Circulation en Val Seriana : Un chantier matinal bloque la route nationale
Ce mardi matin, le 2 décembre, les usagers se dirigeant vers Bergame depuis l’alta Val Seriana ont dû faire face à un trajet interminable de près de deux heures. Après un tour d’horizon sur Google Maps et quelques groupes sociaux consacrés au trafic, les pendulaires ont découvert avec amertume de longues files d’attente dès Ponte Nossa, avec un temps de parcours largement supérieur à une heure et demie en partant de Clusone.
Les embouteillages sont attribués à un chantier sur la route nationale 671, à l’entrée de Ponte Nossa en direction de Bergame. À cela s’ajoutent les ralentissements habituels à Gazzaniga et Albino.
Une enquête à venir sur Valseriana News
Cette situation pénible semble ne pas avoir de fin en vue et sera au cœur d’une enquête que notre rédaction réalisera en collaboration avec une télévision locale dans les prochains jours.
Avec une moyenne de 16,5 km/h pour le trajet Clusone-Bergame, les pendulaires éprouvent des difficultés chaque jour, ne sachant jamais à quoi s’attendre sur la route.

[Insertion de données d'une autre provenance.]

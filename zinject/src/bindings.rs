//! Applying bindings: how one implementation is exposed to another.

use camino::{Utf8Path, Utf8PathBuf};
use zinject_selections::{Binding, EnvironmentMode, ImplementationSelection};

use crate::builder::EnvironmentBuilder;
use crate::context::EnvMap;
use crate::errors::{ExecError, ExecResult};
use crate::runenv;

impl<'a> EnvironmentBuilder<'a> {
    /// Applies one binding, with `implementation` as the implementation
    /// being exposed.
    pub(crate) fn apply_binding(
        &mut self,
        binding: &Binding,
        implementation: &ImplementationSelection,
    ) -> ExecResult<()> {
        match binding {
            Binding::Environment {
                name,
                value,
                insert,
                mode,
                separator,
                default,
            } => {
                // natively packaged implementations have no store path to
                // expose; their environment bindings are skipped entirely
                if implementation.is_package() {
                    return Ok(());
                }
                if name.is_empty() {
                    return Err(ExecError::InvalidBindingName { name: name.clone() });
                }
                let new_value = match (value, insert) {
                    (Some(_), Some(_)) => {
                        return Err(ExecError::ConflictingEnvironmentBinding {
                            name: name.clone(),
                        })
                    }
                    (Some(value), None) => value.clone(),
                    (None, insert) => {
                        let root = self.implementation_path(implementation)?;
                        let inserted = match insert.as_deref() {
                            None | Some("") => root,
                            Some(relative) => root.join(to_native(relative)),
                        };
                        self.strategy.map_path(&inserted).into_string()
                    }
                };
                apply_environment_value(
                    &mut self.context.env,
                    name,
                    &new_value,
                    *mode,
                    separator.as_deref(),
                    default.as_deref(),
                );
            }
            Binding::ExecutableInVar { name, command } => {
                runenv::validate_name(name)?;
                let executable = self.deploy_executable(name)?;
                self.record_run_environment(name, implementation, command.as_deref())?;
                self.context.env.set(name, executable.as_str());
            }
            Binding::ExecutableInPath { name, command } => {
                runenv::validate_name(name)?;
                let executable = self.deploy_executable(name)?;
                self.record_run_environment(name, implementation, command.as_deref())?;
                let directory = executable
                    .parent()
                    .unwrap_or(Utf8Path::new("."))
                    .to_owned();
                apply_environment_value(
                    &mut self.context.env,
                    "PATH",
                    directory.as_str(),
                    EnvironmentMode::Prepend,
                    None,
                    None,
                );
            }
            Binding::WorkingDir { source } => {
                self.apply_working_dir(implementation, source)?;
            }
        }
        Ok(())
    }

    /// Deploys (or reuses) the trampoline for `name`.
    fn deploy_executable(&mut self, name: &str) -> ExecResult<Utf8PathBuf> {
        if let Some(deployed) = self.deployed.get(name) {
            return Ok(deployed.clone());
        }
        let deployed = runenv::deploy(self.locations, name)?;
        let mapped = self.strategy.map_path(&deployed);
        self.deployed.insert(name.to_owned(), mapped.clone());
        Ok(mapped)
    }

    /// Switches the working directory into the implementation. At most one
    /// binding may do this, and only with a safe relative source.
    pub(crate) fn apply_working_dir(
        &mut self,
        implementation: &ImplementationSelection,
        source: &str,
    ) -> ExecResult<()> {
        if self.context.working_dir.is_some() {
            return Err(ExecError::WorkingDirAlreadySet);
        }
        if !is_safe_relative(source) {
            return Err(ExecError::UnsafeWorkingDir {
                dir: source.to_owned(),
            });
        }
        let root = self.implementation_path(implementation)?;
        let directory = match source {
            "" | "." => root,
            source => root.join(to_native(source)),
        };
        self.context.working_dir = Some(self.strategy.map_path(&directory));
        Ok(())
    }

    /// Where an implementation lives on this host.
    pub(crate) fn implementation_path(
        &self,
        implementation: &ImplementationSelection,
    ) -> ExecResult<Utf8PathBuf> {
        if let Some(local) = &implementation.local_path {
            return Ok(local.clone());
        }
        let digest = implementation
            .digest()
            .ok_or_else(|| ExecError::UnknownIdFormat {
                id: implementation.id.clone(),
            })?;
        self.store
            .path_for(&digest)
            .ok_or_else(|| ExecError::NotInStore {
                id: implementation.id.clone(),
            })
    }

    /// Resolves a command's `path` attribute into a launchable string.
    pub(crate) fn resolve_command_path(
        &self,
        implementation: &ImplementationSelection,
        path: &str,
    ) -> ExecResult<String> {
        if implementation.is_package() {
            // the native package manager already placed it on this host
            return Ok(path.to_owned());
        }
        let root = self.implementation_path(implementation)?;
        Ok(self
            .strategy
            .map_path(&root.join(to_native(path)))
            .into_string())
    }

    /// Resolves an `override_main` value: absolute paths are taken as-is,
    /// anything else is relative to the implementation root.
    pub(crate) fn resolve_override_path(
        &self,
        implementation: &ImplementationSelection,
        path: &str,
    ) -> ExecResult<String> {
        if Utf8Path::new(path).is_absolute() {
            return Ok(path.to_owned());
        }
        self.resolve_command_path(implementation, path)
    }
}

/// The environment combination rule: seed unset variables with `default`,
/// then replace/prepend/append with the platform (or declared) separator.
fn apply_environment_value(
    env: &mut EnvMap,
    name: &str,
    new_value: &str,
    mode: EnvironmentMode,
    separator: Option<&str>,
    default: Option<&str>,
) {
    if env.get(name).is_none() {
        if let Some(default) = default {
            env.set(name, default);
        }
    }
    let separator = separator.unwrap_or_else(|| EnvMap::path_list_separator());
    let previous = env.get(name).unwrap_or_default().to_owned();
    let combined = match mode {
        _ if previous.is_empty() => new_value.to_owned(),
        EnvironmentMode::Replace => new_value.to_owned(),
        EnvironmentMode::Prepend => format!("{new_value}{separator}{previous}"),
        EnvironmentMode::Append => format!("{previous}{separator}{new_value}"),
    };
    env.set(name, combined);
}

/// Feed-declared paths use `/`; turn them into host form.
pub(crate) fn to_native(path: &str) -> String {
    if cfg!(windows) {
        path.replace('/', "\\")
    } else {
        path.to_owned()
    }
}

/// A working-dir source must stay inside the implementation: not rooted,
/// no `..` segments, no drive letters.
fn is_safe_relative(source: &str) -> bool {
    if source.starts_with('/') || source.starts_with('\\') || source.contains(':') {
        return false;
    }
    !source
        .split(['/', '\\'])
        .any(|segment| segment == "..")
}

Découvrez la situation actuelle
Embouteillage sur la route nationale 671 en Val Seriana : voici ce qui s’est passé
Points importants à retenir
- Les trajets depuis l’alta Val Seriana vers Bergame sont devenus très longs, dépassant souvent deux heures.
- Les embouteillages sont principalement causés par un chantier sur la route nationale 671.
- Les ralentissements sont fréquents à des points stratégiques comme Gazzaniga et Albino.
- Une enquête sur cette problématique sera prochainement diffusée par notre équipe.
- La moyenne de vitesse sur le trajet Clusone-Bergame se situe autour de 16,5 km/h.
Au fil des jours, il est manifeste que ce genre de problème de circulation n’est pas qu’une simple gêne occasionnelle, mais une réalité pesante qui impacte le quotidien de nombreux citoyens. À travers cette situation, je me demande jusqu’où les infrastructures pourront supporter un tel afflux de trafic sans être repensées en profondeur. Si la parole est donnée à nos concitoyens, peut-être pourrions-nous envisager ensemble des solutions durables pour améliorer nos conditions de vie.